Memasuki tahun 2012, terdapat fenomena yang sangat menarik mengenai perkembangan teori angsa terbang. Dimana, China akan mengeser posisi Jepang sebagai pemimpinnya. Fakta ini diperkuat dari kajian sebuah lembaga konsultan bisnis, Goldman Sach memperkirakan PDB China melampaui Jerman  2010, melampaui Jepang  2015 dan melampaui Amerika Serikat (AS), tahun 2040. Sedangkan, menurut laporan World Bank yang dirilis tahun 1997, berjudul: ‘China 2020’, menggambarkan prestasi ekonomi China yang luar biasa mampu melipatduakan income percapitanya. Hebatnya lagi, untuk menjadi negara yang berpengaruh dalam perekonomian global, China hanya membutuhkan waktu sembilan tahun (1978-1987), sementara negara lain, seperti-Inggris membutuhkan 100 tahun, AS 47 tahun, Jepang 34 tahun, dan Korea Selatan 11 tahun. Dengan demikian, Asia telah mengkokohkan dirinya sebagai pusat perekonomi dunia yang tidak lagi berada di Eropa atau Amerika. Faktanya, kita telah menyaksikan kebangkitan ekonomi China yang melengkapi sejarah kesuksesan Jepang, Hong Kong, Taiwan, Korea Selatan, Singapura, Malaysia, dan Thailand dalam perekonomian global.

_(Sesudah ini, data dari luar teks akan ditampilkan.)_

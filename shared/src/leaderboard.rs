use chrono::{DateTime, NaiveDate, Utc};
use serde::{Deserialize, Serialize};

use crate::settings::{Period, PrizeConfig, SocialLink};

/// One ranked participant row. Ranks are dense and 1-based; rows with a
/// non-positive wagered amount are dropped before ranking.
#[derive(Debug, Clone, PartialEq, Serialize, Deserialize)]
pub struct LeaderboardEntry {
    pub username: String,
    pub wagered: f64,
    pub rank: u32,
    #[serde(default, skip_serializing_if = "Option::is_none")]
    pub bets: Option<u64>,
}

/// Where a resolved window came from.
#[derive(Debug, Clone, Copy, PartialEq, Eq, Serialize, Deserialize)]
#[serde(rename_all = "lowercase")]
pub enum RangeSource {
    Custom,
    Computed,
    Api,
}

/// A concrete reporting window, day granularity, end-inclusive.
#[derive(Debug, Clone, Copy, PartialEq, Eq, Serialize, Deserialize)]
pub struct RangeWindow {
    pub start: NaiveDate,
    pub end: NaiveDate,
    pub source: RangeSource,
}

/// Immutable capture of the ranked leaderboard plus the settings context
/// that produced it. Created only by the snapshot archiver; the `image`
/// reference is the single field that may later transition from None.
#[derive(Debug, Clone, PartialEq, Serialize, Deserialize)]
#[serde(rename_all = "camelCase")]
pub struct Snapshot {
    pub id: String,
    pub taken_at: DateTime<Utc>,
    pub period: Period,
    pub range: SnapshotRange,
    pub banner_title: String,
    pub socials: Vec<SocialLink>,
    pub prize_config: PrizeConfig,
    pub page_size: usize,
    pub data: Vec<LeaderboardEntry>,
    pub image: Option<String>,
}

#[derive(Debug, Clone, Copy, PartialEq, Eq, Serialize, Deserialize)]
pub struct SnapshotRange {
    pub start: NaiveDate,
    pub end: NaiveDate,
}

impl From<RangeWindow> for SnapshotRange {
    fn from(window: RangeWindow) -> Self {
        Self {
            start: window.start,
            end: window.end,
        }
    }
}

/// Listing row for the snapshot archive, newest first.
#[derive(Debug, Clone, PartialEq, Serialize, Deserialize)]
#[serde(rename_all = "camelCase")]
pub struct SnapshotSummary {
    pub id: String,
    pub taken_at: DateTime<Utc>,
    pub period: Period,
    pub range: SnapshotRange,
    pub banner_title: String,
    pub entry_count: usize,
    pub has_image: bool,
}

impl Snapshot {
    pub fn summary(&self) -> SnapshotSummary {
        SnapshotSummary {
            id: self.id.clone(),
            taken_at: self.taken_at,
            period: self.period,
            range: self.range,
            banner_title: self.banner_title.clone(),
            entry_count: self.data.len(),
            has_image: self.image.is_some(),
        }
    }
}

#[cfg(test)]
mod tests {
    use super::*;

    #[test]
    fn snapshot_serializes_with_api_field_names() {
        let snapshot = Snapshot {
            id: "20260101T000000000Z".into(),
            taken_at: Utc::now(),
            period: Period::Weekly,
            range: SnapshotRange {
                start: NaiveDate::from_ymd_opt(2025, 12, 26).unwrap(),
                end: NaiveDate::from_ymd_opt(2026, 1, 1).unwrap(),
            },
            banner_title: "title".into(),
            socials: Vec::new(),
            prize_config: PrizeConfig::default(),
            page_size: 15,
            data: Vec::new(),
            image: None,
        };
        let value = serde_json::to_value(&snapshot).expect("serialize snapshot");
        assert!(value.get("takenAt").is_some());
        assert!(value.get("bannerTitle").is_some());
        assert!(value.get("prizeConfig").is_some());
        assert_eq!(value["range"]["start"], "2025-12-26");
        assert_eq!(value["image"], serde_json::Value::Null);
    }

    #[test]
    fn summary_reports_image_presence_and_entry_count() {
        let mut snapshot = Snapshot {
            id: "s1".into(),
            taken_at: Utc::now(),
            period: Period::Monthly,
            range: SnapshotRange {
                start: NaiveDate::from_ymd_opt(2026, 1, 1).unwrap(),
                end: NaiveDate::from_ymd_opt(2026, 1, 30).unwrap(),
            },
            banner_title: "t".into(),
            socials: Vec::new(),
            prize_config: PrizeConfig::default(),
            page_size: 10,
            data: vec![LeaderboardEntry {
                username: "a".into(),
                wagered: 1.0,
                rank: 1,
                bets: None,
            }],
            image: None,
        };
        assert!(!snapshot.summary().has_image);
        assert_eq!(snapshot.summary().entry_count, 1);
        snapshot.image = Some("https://cdn.example/s1.png".into());
        assert!(snapshot.summary().has_image);
    }
}
use crate::settings::PrizeConfig;

/// Payout for a 1-based rank under the given prize table. Ranks outside
/// `1..=paid_placements` pay zero, as do placements the amounts vector
/// does not cover.
pub fn payout_for(rank: u32, prizes: &PrizeConfig) -> f64 {
    if rank == 0 || (rank as usize) > prizes.paid_placements {
        return 0.0;
    }
    prizes
        .amounts
        .get(rank as usize - 1)
        .copied()
        .unwrap_or(0.0)
}

#[cfg(test)]
mod tests {
    use super::*;

    fn table(paid: usize, amounts: &[f64]) -> PrizeConfig {
        PrizeConfig {
            paid_placements: paid,
            amounts: amounts.to_vec(),
        }
    }

    #[test]
    fn pays_top_placements_and_nothing_beyond() {
        let prizes = table(3, &[300.0, 150.0, 50.0]);
        assert_eq!(payout_for(1, &prizes), 300.0);
        assert_eq!(payout_for(2, &prizes), 150.0);
        assert_eq!(payout_for(3, &prizes), 50.0);
        assert_eq!(payout_for(4, &prizes), 0.0);
        assert_eq!(payout_for(0, &prizes), 0.0);
    }

    #[test]
    fn short_amounts_vector_pays_zero_for_missing_indices() {
        let prizes = table(3, &[300.0]);
        assert_eq!(payout_for(1, &prizes), 300.0);
        assert_eq!(payout_for(2, &prizes), 0.0);
        assert_eq!(payout_for(3, &prizes), 0.0);
    }

    #[test]
    fn empty_table_pays_nothing() {
        let prizes = table(0, &[]);
        assert_eq!(payout_for(1, &prizes), 0.0);
    }
}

Belajar dari kesuksesan China, sudah saatnya Indonesia mengambil peran yang signifikan dalam perekomian Asia sebagai pusat pertumbuhan ekonomi global, mengingat modal yang dimiliki Indonseia sangat besar, seperti-jumlah penduduk yang akan menjadi nomor tiga di tahun 2030, letak geografisnya sangat strategis diapit dua benua dan dua samudera, ditepi Pasific Basin sebagai wilayah pertumbuhan ekonomi tertinggi di dunia,  sumber kekayaan alam  melimpah. Dengan kata lain, Indonesia memiliki semua syarat yang diperlukan untuk menjadi negara yang maju dan kuat.  Namun demikian, pemerintah harus memiliki political will guna merancang dan membangun masa depan negara dalam percaturan ekonomi Asia sebagai bagian dari pusat perkembangan ekonomi dunia yang akan dipimpin oleh China mengantikan posisis Jepang, sebagaimana yang dijelaskan dalam teori angsa terbang (the flying geese).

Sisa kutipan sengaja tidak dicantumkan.